« … oublier l'univers, le trop éloignant Univers, comme aussi le trop gênant
	    intérieur, pelote inextricable de l'intime qui n'a pas de forme. »
	    Henri Michaux, in Poteaux d'angle. 
	  
	    
	    L'œuvre de Jean-Luc Hippolyte est indéniablement introspective, des œuvres
	    les plus anciennes, où « le songe de la raison engendre des monstres », aux
	    plus récentes, caractérisées par une série de portraits frontaux de
	    personnages statiques, aux têtes surdimensionnées par rapport aux corps. 
	  
	    Ces portraits ont gagné en ressemblance figurative, face à l'inquiétante
	    qualité d'inachevé et d'inattendu des figures antérieures qui étaient
	    figures de l'ombre. 
	  
	    Mais la disproportion des corps, leur césure franche et systématique au
	    niveau du col, et leur inscription stricte et figée dans l'espace de la
	    toile, dans un chiasme méthodique entre des fonds quasi abstraits qui ne
	    renvoient qu'à eux-mêmes, et une figuration déconcertante, nous ramènent
	    dans le même monde d'intériorité.

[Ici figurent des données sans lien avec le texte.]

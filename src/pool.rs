use alloc::vec::Vec;
use bitflags::bitflags;
use core::fmt;
use thiserror::Error;
use tracing::{debug, trace, warn};

/// Handle to a block inside the pool, the byte offset of its first byte
#[derive(Clone, Copy, Debug, PartialEq, Eq, PartialOrd, Ord, Hash)]
pub struct BlockAddr(usize);

impl BlockAddr {
    pub(crate) const fn new(offset: usize) -> Self {
        Self(offset)
    }

    /// Byte offset of the block from the start of the pool
    pub const fn offset(self) -> usize {
        self.0
    }
}

impl fmt::Display for BlockAddr {
    fn fmt(&self, f: &mut fmt::Formatter<'_>) -> fmt::Result {
        write!(f, "{:#X}", self.0)
    }
}

/// Everything that can go wrong while talking to the pool
#[derive(Error, Debug, Clone, Copy, PartialEq, Eq)]
pub enum AllocatorError {
    /// No free block is large enough for the request
    #[error("no free block can hold {requested} bytes")]
    AllocationExhausted {
        /// Bytes asked for
        requested: usize,
    },
    /// The address does not belong to any used block
    #[error("no used block starts at {0}")]
    BlockNotFound(BlockAddr),
    /// Zero sized pools and zero sized blocks are not supported
    #[error("size must be greater than zero")]
    InvalidSize,
    /// A read or write would run past the end of its block
    #[error("access of {len} bytes at offset {offset} overruns block {addr}")]
    OutOfBounds {
        /// Block being accessed
        addr: BlockAddr,
        /// Offset into the block
        offset: usize,
        /// Length of the access
        len: usize,
    },
    /// The allocator has not been initialized, or has been deinitialized
    #[error("allocator is not initialized")]
    Uninitialized,
    /// `init` was called on a live allocator
    #[error("allocator is already initialized")]
    AlreadyInitialized,
}

bitflags! {
    /// Which neighbours a freed block is merged with
    #[derive(Debug, Clone, Copy, PartialEq, Eq, Hash)]
    pub struct Coalesce: u8 {
        /// Merge with the following block when it is free
        const FORWARD = 0b01;
        /// Merge with the preceding block when it is free
        const BACKWARD = 0b10;
    }
}

impl Default for Coalesce {
    fn default() -> Self {
        Self::FORWARD | Self::BACKWARD
    }
}

/// Settings used when creating a pool
#[derive(Debug, Clone, Copy, PartialEq, Eq)]
pub struct PoolConfig {
    /// Total size of the pool in bytes
    pub size: usize,
    /// Coalescing policy applied on free
    pub coalesce: Coalesce,
}

impl PoolConfig {
    /// A pool of `size` bytes that coalesces in both directions
    pub fn new(size: usize) -> Self {
        Self {
            size,
            coalesce: Coalesce::default(),
        }
    }

    /// Replace the coalescing policy
    pub fn coalesce(mut self, coalesce: Coalesce) -> Self {
        self.coalesce = coalesce;
        self
    }
}

/// Snapshot of how the pool is carved up
#[derive(Debug, Clone, Copy, PartialEq, Eq, Default)]
pub struct PoolStats {
    /// Size of the pool
    pub total: usize,
    /// Bytes held by used blocks
    pub used: usize,
    /// Bytes held by free blocks
    pub free: usize,
    /// Number of descriptors in the chain
    pub blocks: usize,
    /// Largest single free block, the biggest request that can succeed
    pub largest_free: usize,
}

/// Describes one contiguous region of the pool
#[derive(Debug, Clone, Copy, PartialEq, Eq)]
struct Block {
    addr: usize,
    size: usize,
    allocated: bool,
}

impl Block {
    fn free(addr: usize, size: usize) -> Self {
        Self {
            addr,
            size,
            allocated: false,
        }
    }

    fn end(&self) -> usize {
        self.addr + self.size
    }
}

/// A first-fit allocator over one fixed buffer.
///
/// The descriptor chain is kept in address order, which is what splitting
/// produces naturally. Nothing here locks; see [`crate::Allocator`] for the
/// shared version.
pub struct MemoryPool {
    /// Capacity is reserved up front; the length only grows to the end of the
    /// highest block handed out so far, so untouched pages stay untouched.
    buffer: Vec<u8>,
    size: usize,
    blocks: Vec<Block>,
    coalesce: Coalesce,
}

impl MemoryPool {
    /// Reserve the buffer and describe it with a single free block
    pub fn new(config: PoolConfig) -> Result<Self, AllocatorError> {
        if config.size == 0 {
            return Err(AllocatorError::InvalidSize);
        }

        let mut buffer = Vec::new();
        buffer
            .try_reserve_exact(config.size)
            .map_err(|_| AllocatorError::AllocationExhausted {
                requested: config.size,
            })?;

        let mut blocks = Vec::new();
        blocks.push(Block::free(0, config.size));

        debug!(size = config.size, coalesce = ?config.coalesce, "pool initialized");
        Ok(Self {
            buffer,
            size: config.size,
            blocks,
            coalesce: config.coalesce,
        })
    }

    /// Size of the whole pool
    pub fn size(&self) -> usize {
        self.size
    }

    /// Bytes of the buffer zeroed so far
    #[cfg(test)]
    fn touched(&self) -> usize {
        self.buffer.len()
    }

    /// Index of the used block starting at `addr`
    fn used_block(&self, addr: BlockAddr) -> Result<usize, AllocatorError> {
        self.blocks
            .iter()
            .position(|block| block.addr == addr.0 && block.allocated)
            .ok_or(AllocatorError::BlockNotFound(addr))
    }

    /// Take the first free block that fits and split the rest off as a new free block
    pub fn allocate_first_fit(&mut self, size: usize) -> Result<BlockAddr, AllocatorError> {
        if size == 0 {
            return Err(AllocatorError::InvalidSize);
        }

        let Some(index) = self
            .blocks
            .iter()
            .position(|block| !block.allocated && block.size >= size)
        else {
            warn!(requested = size, "pool exhausted");
            return Err(AllocatorError::AllocationExhausted { requested: size });
        };

        let block = &mut self.blocks[index];
        let leftover = block.size - size;
        block.allocated = true;
        block.size = size;
        let addr = block.addr;

        // an exact fit leaves nothing to describe
        if leftover > 0 {
            self.blocks
                .insert(index + 1, Block::free(addr + size, leftover));
        }

        // within the reserved capacity, never reallocates
        if addr + size > self.buffer.len() {
            self.buffer.resize(addr + size, 0);
        }

        trace!(addr, size, leftover, "allocated");
        Ok(BlockAddr(addr))
    }

    /// Mark the block free and merge it with free neighbours
    pub fn free_coalesce(&mut self, addr: BlockAddr) -> Result<(), AllocatorError> {
        let mut index = match self.used_block(addr) {
            Ok(index) => index,
            Err(err) => {
                warn!(%addr, "free of unknown block");
                return Err(err);
            }
        };
        self.blocks[index].allocated = false;

        // front
        if self.coalesce.contains(Coalesce::FORWARD)
            && self
                .blocks
                .get(index + 1)
                .is_some_and(|next| !next.allocated)
        {
            let next = self.blocks.remove(index + 1);
            self.blocks[index].size += next.size;
            trace!(%addr, merged = next.addr, "coalesced forward");
        }

        // back
        if self.coalesce.contains(Coalesce::BACKWARD)
            && index > 0
            && !self.blocks[index - 1].allocated
        {
            let current = self.blocks.remove(index);
            index -= 1;
            self.blocks[index].size += current.size;
            trace!(%addr, into = self.blocks[index].addr, "coalesced backward");
        }

        trace!(%addr, size = self.blocks[index].size, "freed");
        Ok(())
    }

    /// Grow a block, moving it when it is too small.
    ///
    /// A block that is already large enough is returned as is, even when
    /// `new_size` is smaller. Otherwise a new block is allocated while the old
    /// one is still held, the old contents copied over, and the old block freed.
    /// On failure the original block is untouched.
    pub fn resize(&mut self, addr: BlockAddr, new_size: usize) -> Result<BlockAddr, AllocatorError> {
        let index = self.used_block(addr)?;
        let old_size = self.blocks[index].size;
        if old_size >= new_size {
            return Ok(addr);
        }

        let new_addr = self.allocate_first_fit(new_size)?;
        self.buffer
            .copy_within(addr.0..addr.0 + old_size, new_addr.0);
        self.free_coalesce(addr)?;

        debug!(from = %addr, to = %new_addr, old_size, new_size, "block moved");
        Ok(new_addr)
    }

    /// Size of the used block at `addr`
    pub fn block_size(&self, addr: BlockAddr) -> Result<usize, AllocatorError> {
        let index = self.used_block(addr)?;
        Ok(self.blocks[index].size)
    }

    /// Byte range of `len` bytes at `offset` inside the used block at `addr`
    fn span(
        &self,
        addr: BlockAddr,
        offset: usize,
        len: usize,
    ) -> Result<core::ops::Range<usize>, AllocatorError> {
        let block = self.blocks[self.used_block(addr)?];
        let out_of_bounds = AllocatorError::OutOfBounds { addr, offset, len };
        let start = block.addr.checked_add(offset).ok_or(out_of_bounds)?;
        let end = start.checked_add(len).ok_or(out_of_bounds)?;
        if end > block.end() {
            return Err(out_of_bounds);
        }
        Ok(start..end)
    }

    /// Copy bytes out of a used block
    pub fn read(&self, addr: BlockAddr, offset: usize, buf: &mut [u8]) -> Result<(), AllocatorError> {
        let span = self.span(addr, offset, buf.len())?;
        buf.copy_from_slice(&self.buffer[span]);
        Ok(())
    }

    /// Copy bytes into a used block
    pub fn write(&mut self, addr: BlockAddr, offset: usize, bytes: &[u8]) -> Result<(), AllocatorError> {
        let span = self.span(addr, offset, bytes.len())?;
        self.buffer[span].copy_from_slice(bytes);
        Ok(())
    }

    /// Walk the chain and total it up
    pub fn stats(&self) -> PoolStats {
        self.blocks.iter().fold(
            PoolStats {
                total: self.size(),
                ..PoolStats::default()
            },
            |mut stats, block| {
                stats.blocks += 1;
                if block.allocated {
                    stats.used += block.size;
                } else {
                    stats.free += block.size;
                    stats.largest_free = stats.largest_free.max(block.size);
                }
                stats
            },
        )
    }
}

impl fmt::Debug for MemoryPool {
    fn fmt(&self, f: &mut fmt::Formatter<'_>) -> fmt::Result {
        // we want a better debug for the chain than the raw vec
        struct Entry<'a>(&'a Block);

        impl fmt::Debug for Entry<'_> {
            fn fmt(&self, f: &mut fmt::Formatter<'_>) -> fmt::Result {
                f.debug_struct("Block")
                    .field("addr", &Hex(self.0.addr))
                    .field("size", &self.0.size)
                    .field("allocated", &self.0.allocated)
                    .finish()
            }
        }

        struct Hex(usize);

        impl fmt::Debug for Hex {
            fn fmt(&self, f: &mut fmt::Formatter<'_>) -> fmt::Result {
                write!(f, "{:#X}", self.0)
            }
        }

        f.debug_list()
            .entries(self.blocks.iter().map(Entry))
            .finish()
    }
}
mod classify_flow;
mod cluster_overrides;
mod node_lifecycle;
mod states;
mod support;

Un monde où s'incarnent les rêves et se
	    condensent les phantasmes, puisant leurs images dans les strates du passé,
	    les anciens mythes, les religions, le langage, l'art…
	  
	    Qu'est-ce qui constitue le sujet de ces tableaux récents ? l'artiste
	    lui-même, le personnage représenté sans presque aucune anecdote, dans la
	    fixité et l'immobilité propre au genre du portrait ?
	  
	    En constater le corps scindé en deux parties égales, avec hypertrophie de la
	    tête pour donc, une atrophie du reste du corps, une désynchronisation
	    marquée par une frontière très nette, médiane, porteuse de la signature du
	    peintre. 
	  
	    La tête, macrocéphale, imposante, s'inscrit dans une géométrie coercitive de
	    couleurs séduisantes en camaïeux ou vives comme un habit d'arlequin,
	    géométrie de couleurs chaudes et d'autres, tétanisantes de froideur, dans
	    laquelle s'insère la figure, dans un équilibre caméléonesque des formes et
	    du fond, une intégration forcée et réussie dans cet espace-là. 
	  
	    Et dans l'en de ça, dans la partie inférieure, s'emmanchant sur la tête,
	    végète un corps contrit, malingre, pas développé, englué dans un fond quasi
	    monochrome de couleur fade, ectoplasmique. 
	  
	    Mais l'important est la frontière. C'est là que réside la tension. 
	  
	    Il serait vain d'interroger l'artiste sur ses intentions, sa personne, qui
	    s'essaie, peut-être, à tourner le dos au miroir pour faire face au monde. 
	  
	    C'est dans la confrontation entre ses œuvres en tant qu'objets et la
	    réception qu'en fait le regardeur - « le voyeur métaphysique » de De Kooning
	    -  que surgissent, non pas des réponses, mais nos éternelles et intarissables
	    questions face à « la grande énigme humaine et au secret du monde. »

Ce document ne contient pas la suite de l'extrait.